Перо жар-птицы - страница 38

стр.

Поезд выскочил за мост и помчался в мелколесье.

Я знаю эти места — и тот, и другой берег, каждый поворот реки и каждую затоку. И не только здесь, у города, но и там, далеко внизу…


Солнце уже садилось. Тетя Таня выглянула из окна:

— Нет? А обещал быть засветло.

Потом наступила темнота. Его все не было. Утром он с Жорой и еще двумя с нашей улицы отправился на пляж. Я увязался за ними, но тетя вернула меня у калитки и ткнула в тетради. Да и Славку она отпускала с тяжелым сердцем, точно чувствуя недоброе. Взяла с них слово далеко не заплывать, на солнце долго не жариться.

В полночь мы не на шутку всполошились. Я побежал к Воробьевым. В окнах светилось, значит, они тоже не спали. Отец и мать встретили меня в замешательстве, не глядя в лицо. Сразу же кольнуло в груди. Из соседней комнаты доносился плач. Я распахнул дверь — забившись в угол, плакал Жора. Как и Славке, ему пошел шестнадцатый, на три года больше, чем мне. И все же я выволок его на свет. Он плелся за мной не сопротивляясь, как лунатик.

— Успокойся, Жора, — сказала мать. — Говори, что уж тут…

Вошла тетя Таня.

Размазывая слезы на щеках, Жора рассказал, что было, от начала до конца.

Они уже собирались домой. Ожидая катер с другого берега, выкручивали трусы, полоскали в воде ноги. Мимо причала пронеслась моторка. Форса ради, наверное, какая-то дура на полном ходу нырнула с борта и сразу же угодила в яму. Все вокруг замерло. Поверх воды пошли круги. Не раздумывая, не сказав ни слова, Славка, в чем был, бросился в водоворот.

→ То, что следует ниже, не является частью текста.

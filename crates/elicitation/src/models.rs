//! Elicitation data models: request, status, safe views, and metrics.

use serde::{Deserialize, Serialize};
use shared_types::Value;
use std::fmt;

/// Elicitation request status.
#[derive(Debug, Clone, Copy, PartialEq, Eq, Serialize, Deserialize)]
#[serde(rename_all = "snake_case")]
pub enum ElicitationStatus {
    Pending,
    Accepted,
    Declined,
    Cancelled,
    Expired,
}

impl ElicitationStatus {
    /// Stable string form.
    #[must_use]
    pub fn as_str(&self) -> &'static str {
        match self {
            Self::Pending => "pending",
            Self::Accepted => "accepted",
            Self::Declined => "declined",
            Self::Cancelled => "cancelled",
            Self::Expired => "expired",
        }
    }

    /// Whether the status absorbs further transitions.
    #[must_use]
    pub fn is_terminal(&self) -> bool {
        !matches!(self, Self::Pending)
    }
}

impl fmt::Display for ElicitationStatus {
    fn fmt(&self, f: &mut fmt::Formatter<'_>) -> fmt::Result {
        f.write_str(self.as_str())
    }
}

/// Response kinds a caller may submit.
#[derive(Debug, Clone, Copy, PartialEq, Eq)]
pub enum ResponseType {
    /// The addressed responder accepts with data.
    Accept,
    /// The addressed responder declines.
    Decline,
    /// The requester cancels its own request.
    Cancel,
}

impl ResponseType {
    /// Stable string form.
    #[must_use]
    pub fn as_str(&self) -> &'static str {
        match self {
            Self::Accept => "accept",
            Self::Decline => "decline",
            Self::Cancel => "cancel",
        }
    }

    /// Terminal status this response leads to.
    #[must_use]
    pub fn terminal_status(&self) -> ElicitationStatus {
        match self {
            Self::Accept => ElicitationStatus::Accepted,
            Self::Decline => ElicitationStatus::Declined,
            Self::Cancel => ElicitationStatus::Cancelled,
        }
    }
}

/// Cryptographically signed elicitation request, as held in the
/// projection.
#[derive(Debug, Clone, PartialEq, Serialize, Deserialize)]
pub struct ElicitationRequest {
    /// `elicit_` plus 16 hex characters.
    pub id: String,
    pub from_agent: String,
    pub to_agent: String,
    pub message: String,
    /// JSON schema the accept data must satisfy.
    pub schema: Value,
    /// Single-use random nonce, minimum 128 bits.
    pub nonce: String,
    /// HMAC over the canonical request fields.
    pub request_signature: String,
    /// One-way key only the addressed responder's path can derive.
    pub expected_response_key: String,
    pub timeout_seconds: u64,
    pub created_at_ms: u64,
    pub expires_at_ms: u64,
    pub status: ElicitationStatus,

    /// Sequence of the request event, once durably appended.
    pub sequence: Option<u64>,

    /// Populated when a terminal response arrives.
    pub response_type: Option<String>,
    pub responded_at_ms: Option<u64>,
}

impl ElicitationRequest {
    /// Whether the request deadline has passed at `now_ms`.
    #[must_use]
    pub fn is_expired(&self, now_ms: u64) -> bool {
        now_ms > self.expires_at_ms
    }
}

/// Safe view of a pending request: excludes signatures, nonce, and the
/// response key.
#[derive(Debug, Clone, PartialEq, Serialize)]
pub struct PendingElicitation {
    pub id: String,
    pub from_agent: String,
    pub message: String,
    pub schema: serde_json::Value,
    pub created_at_ms: u64,
    pub expires_at_ms: u64,
}

impl From<&ElicitationRequest> for PendingElicitation {
    fn from(request: &ElicitationRequest) -> Self {
        Self {
            id: request.id.clone(),
            from_agent: request.from_agent.clone(),
            message: request.message.clone(),
            schema: request.schema.to_json(),
            created_at_ms: request.created_at_ms,
            expires_at_ms: request.expires_at_ms,
        }
    }
}

/// Status view for a single elicitation.
#[derive(Debug, Clone, PartialEq, Serialize)]
pub struct ElicitationStatusView {
    pub status: ElicitationStatus,
    pub created_at_ms: u64,
    /// Present while the request is active.
    pub expires_at_ms: Option<u64>,
    /// Present once a terminal response arrived.
    pub responded_at_ms: Option<u64>,
}

/// Performance and security metrics for the manager.
#[derive(Debug, Clone, Default, PartialEq, Serialize)]
pub struct ElicitationMetrics {
    // Latency percentiles over the trailing window, in milliseconds.
    pub p50_latency_ms: f64,
    pub p95_latency_ms: f64,
    pub p99_latency_ms: f64,

    // Current state counts.
    pub active_elicitations: usize,
    pub pending_elicitations: usize,

    // Reliability.
    pub delivery_rate: f64,
    pub timeout_rate: f64,

    // Totals from the projection.
    pub total_requests: u64,
    pub total_responses: u64,
    pub total_timeouts: u64,

    // Security counters.
    pub rate_limit_violations: u64,
    pub impersonation_attempts: u64,
    pub replay_attempts: u64,
    pub notification_drops: u64,
}

#[cfg(test)]
mod tests {
    use super::*;

    #[test]
    fn test_status_terminality() {
        assert!(!ElicitationStatus::Pending.is_terminal());
        assert!(ElicitationStatus::Accepted.is_terminal());
        assert!(ElicitationStatus::Expired.is_terminal());
    }

    #[test]
    fn test_response_type_mapping() {
        assert_eq!(
            ResponseType::Accept.terminal_status(),
            ElicitationStatus::Accepted
        );
        assert_eq!(
            ResponseType::Decline.terminal_status(),
            ElicitationStatus::Declined
        );
        assert_eq!(
            ResponseType::Cancel.terminal_status(),
            ElicitationStatus::Cancelled
        );
    }

    #[test]
    fn test_safe_view_excludes_secrets() {
        let request = ElicitationRequest {
            id: "elicit_0011223344556677".to_string(),
            from_agent: "agent_a".to_string(),
            to_agent: "agent_b".to_string(),
            message: "ping".to_string(),
            schema: Value::Map(Default::default()),
            nonce: "secret-nonce".to_string(),
            request_signature: "sig".to_string(),
            expected_response_key: "key".to_string(),
            timeout_seconds: 30,
            created_at_ms: 1000,
            expires_at_ms: 31_000,
            status: ElicitationStatus::Pending,
            sequence: Some(1),
            response_type: None,
            responded_at_ms: None,
        };

        let view = PendingElicitation::from(&request);
        let serialized = serde_json::to_string(&view).unwrap();
        assert!(!serialized.contains("secret-nonce"));
        assert!(!serialized.contains("sig"));
        assert!(!serialized.contains("\"key\""));
        assert!(serialized.contains("ping"));
    }
}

…Уходили секунды, одна за другой, ни он, ни она не доказывались. Подоспела речная служба, оцепила место.

Жора не помнил, что было дальше. Видел лишь, как бледную, наглотавшуюся воды дуру уложили на причал и стали откачивать. Вскоре она открыла глаза. За Славкой ныряли долго, до самой темноты…

Рядом с нами жил дядя Гриша Лотоцкий, токарь с «Ленкузни». У него была своя моторка. На реку мы пришли до рассвета — я, Жора и он. Оттолкнувшись от берега, мы поплыли наискось к тому причалу.

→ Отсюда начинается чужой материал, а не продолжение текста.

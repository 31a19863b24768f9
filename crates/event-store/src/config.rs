//! # Event Store Configuration
//!
//! Programmatic configuration with environment-variable defaults. The
//! recognized variables form the deployment contract:
//!
//! - `LIGHTHOUSE_EVENT_STORE_DIR` - data directory for event segments
//! - `LIGHTHOUSE_EVENT_SECRET` - HMAC secret for record authentication
//! - `LIGHTHOUSE_PROJECT_ROOT`, `LIGHTHOUSE_FUSE_ROOT`,
//!   `LIGHTHOUSE_DATA_DIR` - allowed base paths for path validation

use std::env;
use std::path::PathBuf;

/// Environment variable naming the event segment directory.
pub const ENV_EVENT_STORE_DIR: &str = "LIGHTHOUSE_EVENT_STORE_DIR";
/// Environment variable carrying the record-authentication secret.
pub const ENV_EVENT_SECRET: &str = "LIGHTHOUSE_EVENT_SECRET";
/// Environment variables listing allowed base paths.
pub const ENV_ALLOWED_BASE_DIRS: [&str; 3] = [
    "LIGHTHOUSE_PROJECT_ROOT",
    "LIGHTHOUSE_FUSE_ROOT",
    "LIGHTHOUSE_DATA_DIR",
];

/// Durability policy applied after each append.
#[derive(Debug, Clone, Copy, PartialEq, Eq)]
pub enum SyncPolicy {
    /// `fsync` data and metadata after every append.
    Fsync,
    /// `fdatasync` after every append.
    Fdatasync,
    /// Rely on batch flushes only.
    BatchOnly,
}

/// Event store configuration.
#[derive(Debug, Clone)]
pub struct EventStoreConfig {
    /// Directory holding `events_NNNNNN.log` segments.
    pub data_dir: PathBuf,
    /// HMAC secret authenticating every persisted record.
    pub secret: Vec<u8>,
    /// Node identifier stamped into event IDs.
    pub node_id: String,
    /// Durability policy.
    pub sync_policy: SyncPolicy,
    /// Segment roll threshold in bytes.
    pub max_segment_size: u64,
    /// Whether rolled segments are gzip-compressed in place.
    pub compress_rolled: bool,
    /// Base directories the data directory must live under.
    pub allowed_base_dirs: Vec<PathBuf>,
    /// Total disk usage cap for the data directory.
    pub max_disk_usage: u64,
    /// Open file-handle cap.
    pub max_file_handles: usize,
}

impl EventStoreConfig {
    /// Segment roll threshold: 100 MiB.
    pub const DEFAULT_MAX_SEGMENT_SIZE: u64 = 100 * 1024 * 1024;
    /// Disk usage cap: 50 GiB.
    pub const DEFAULT_MAX_DISK_USAGE: u64 = 50 * 1024 * 1024 * 1024;
    /// Open file-handle cap.
    pub const DEFAULT_MAX_FILE_HANDLES: usize = 1000;

    /// Configuration with defaults for the given directory and secret.
    #[must_use]
    pub fn new(data_dir: impl Into<PathBuf>, secret: impl Into<Vec<u8>>) -> Self {
        let data_dir = data_dir.into();
        Self {
            allowed_base_dirs: vec![data_dir.clone()],
            data_dir,
            secret: secret.into(),
            node_id: "lighthouse-01".to_string(),
            sync_policy: SyncPolicy::Fsync,
            max_segment_size: Self::DEFAULT_MAX_SEGMENT_SIZE,
            compress_rolled: true,
            max_disk_usage: Self::DEFAULT_MAX_DISK_USAGE,
            max_file_handles: Self::DEFAULT_MAX_FILE_HANDLES,
        }
    }

    /// Configuration from the environment, falling back to
    /// `./data/events` and a generated secret when unset.
    #[must_use]
    pub fn from_env() -> Self {
        let data_dir = env::var(ENV_EVENT_STORE_DIR)
            .map(PathBuf::from)
            .unwrap_or_else(|_| PathBuf::from("./data/events"));

        let secret = env::var(ENV_EVENT_SECRET)
            .map(String::into_bytes)
            .unwrap_or_else(|_| shared_crypto::random_hex(32).into_bytes());

        let mut config = Self::new(data_dir, secret);

        let mut allowed: Vec<PathBuf> = ENV_ALLOWED_BASE_DIRS
            .iter()
            .filter_map(|var| env::var(var).ok())
            .map(PathBuf::from)
            .collect();
        if !allowed.is_empty() {
            allowed.push(config.data_dir.clone());
            config.allowed_base_dirs = allowed;
        }

        config
    }

    /// Override the node identifier.
    #[must_use]
    pub fn with_node_id(mut self, node_id: impl Into<String>) -> Self {
        self.node_id = node_id.into();
        self
    }

    /// Override the sync policy.
    #[must_use]
    pub fn with_sync_policy(mut self, policy: SyncPolicy) -> Self {
        self.sync_policy = policy;
        self
    }
}
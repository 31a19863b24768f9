//! Errors for cryptographic operations.

use thiserror::Error;

/// Errors from token and signature operations.
#[derive(Debug, Error, Clone, PartialEq, Eq)]
pub enum CryptoError {
    /// Token does not have the expected shape.
    #[error("Invalid token format")]
    InvalidTokenFormat,

    /// Token timestamp is outside the accepted skew window.
    #[error("Token expired or clock skew too large: age {age_secs}s, window {window_secs}s")]
    TokenExpired { age_secs: u64, window_secs: u64 },

    /// HMAC verification failed.
    #[error("Invalid authentication token")]
    InvalidSignature,

    /// Token is bound to a different agent.
    #[error("Token bound to agent {expected}, presented by {actual}")]
    AgentMismatch { expected: String, actual: String },
}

Было безлюдно, тихо. Только рыба выплескивалась наружу, тотчас же исчезая в воде, и одинокие рыбаки на набережной разматывали удочки. Да еще стук нашего мотора разносился вокруг.

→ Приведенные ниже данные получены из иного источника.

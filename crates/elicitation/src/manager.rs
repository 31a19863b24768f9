//! # Secure Elicitation Manager
//!
//! Event-sourced elicitation lifecycle with cryptographic authorization.
//! All mutation flows through event-store append plus a short projection
//! critical section; the manager holds no long-lived lock.
//!
//! ## Profiles
//!
//! The durable profile appends synchronously and audits on the hot path.
//! The fast profile batches event writes (10 events or 100 ms), routes
//! audit persistence through a bounded channel, caches request signatures,
//! and uses 16-byte nonces. Both preserve every correctness invariant;
//! the fast profile relaxes only the synchronous durability of the audit
//! trail.

use crate::audit::{AuditChannel, AuditEntry, AuditLogger, PersistAction, Severity};
use crate::errors::ElicitationError;
use crate::events::{
    created_event, expired_event, responded_event, security_event, ElicitationEventKind,
    AGGREGATE_ELICITATION, AGGREGATE_ELICITATION_SECURITY,
};
use crate::flags::FeatureFlagStore;
use crate::models::{
    ElicitationMetrics, ElicitationRequest, ElicitationStatus, ElicitationStatusView,
    PendingElicitation, ResponseType,
};
use crate::nonce::NonceStore;
use crate::notify::{NotificationHub, NotificationStream, NotificationType};
use crate::projection::ElicitationProjection;
use crate::rate_limit::{ElicitationRateLimiter, RateLimiterConfig};
use event_store::{EventStore, SnapshotStore};
use session_security::SessionSecurityValidator;
use shared_crypto::{hmac_sha256_hex, random_hex, sha256_hex};
use shared_types::event::now_ms;
use shared_types::{Event, EventBatch, EventFilter, EventType, Value};
use std::collections::{BTreeMap, HashMap, VecDeque};
use std::sync::{Arc, Mutex, RwLock};
use std::time::{Duration, Instant};
use tokio::sync::{mpsc, watch, Mutex as AsyncMutex};
use tokio::task::JoinHandle;
use tokio::time::MissedTickBehavior;
use tracing::{debug, error, info, warn};

/// Event-write batching for the fast profile.
#[derive(Debug, Clone)]
pub struct BatchingConfig {
    /// Flush once this many events are buffered.
    pub max_events: usize,
    /// Flush at least this often.
    pub window: Duration,
}

impl Default for BatchingConfig {
    fn default() -> Self {
        Self {
            max_events: 10,
            window: Duration::from_millis(100),
        }
    }
}

/// Manager configuration.
#[derive(Debug, Clone)]
pub struct ElicitationConfig {
    /// Default request timeout when the caller passes none.
    pub default_timeout_secs: u64,
    /// Expiry sweep cadence.
    pub expiry_sweep_interval: Duration,
    /// Snapshot sweep cadence.
    pub snapshot_sweep_interval: Duration,
    /// Events since the last snapshot that trigger a new one.
    pub snapshot_threshold: u64,
    /// Metrics sweep cadence.
    pub metrics_sweep_interval: Duration,
    /// Nonce cleanup cadence.
    pub nonce_cleanup_interval: Duration,
    /// Operation timing retention.
    pub timing_window: Duration,
    /// Random bytes per nonce (minimum 16 = 128 bits).
    pub nonce_bytes: usize,
    /// Event-write batching; `None` appends synchronously.
    pub batching: Option<BatchingConfig>,
    /// Route audit persistence through the bounded channel.
    pub async_audit: bool,
    /// Audit channel depth.
    pub audit_channel_capacity: usize,
    /// Cache request signatures by `(from, to, message-prefix)`.
    pub signature_cache: bool,
    /// Re-verify request signatures while rebuilding the projection.
    pub verify_signatures_on_read: bool,
    /// Rate limiter settings.
    pub rate_limits: RateLimiterConfig,
}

Мы осмотрели причал со всех сторон. Перегибаясь через борт моторки, дядя Гриша заглядывал под настил, освещал фонариком полутьму каждой сваи. Все поняли, что искать нужно ниже, там, где мосты. Моторка развернулась и пошла по течению.

Вблизи первого моста мы сели на весла. Кружили среди быков, потом был второй мост, а за ним — ровная, далеко уходящая гладь. Я не отрывался от воды, перебегая глазами с берега на берег. Боясь не усмотреть, упустить, каждый раз оборачивался назад. Дядя Гриша взглянул на меня и, не сказав ни слова, налег на весла.

Взошло солнце. Снова застучал мотор. Лодка резала реку вдоль и поперек, диагоналями пересекая ее от одного берега к другому. По пути мы заходили во все заливы, шли пешком по берегу, заглядывая под каждый куст, под каждую корягу.

Мимо, вверх и вниз, проносились ракеты, проплывали пароходы, ползли баржи.

На закате мы были у Вишенек. Солнце садилось за горизонт, пришлось возвращаться.

Почти всю дорогу, туда и обратно, мы молчали. В наступающей тьме я увидел вдруг что-то черное, плывущее навстречу.

— Дядя Гриша!

Он выключил мотор и взялся за весла. Медленно, затая дыхание, мы приближались к этому черному, оно — к нам.

Поравнявшись, мы увидели бревно, упавшее с баржи или сброшенное в воду при погрузке.

Домой мы вернулись во втором часу ночи.

Славку нашли через неделю. Совсем близко, у Жукова острова.


Объявили мою станцию. Не дожидаясь автобуса, я вышел на широкий, обсаженный тополями бульвар, миновал несколько пересекающих его улиц и, дойдя до последней, свернул в переулок.

Открыла Ольга Сергеевна.

В первой комнате — все четверо — старший, Леньчик, двое девочек-близнецов и меньший, Витька, прилипли к телевизору. Дикторша объявила концерт мастеров искусств.

— Тише, ребята, — сказал я, кивнув всем четверым.

Леньчик приглушил звук, а мы с Ольгой Сергеевной скрылись по соседству, плотно притворив двери.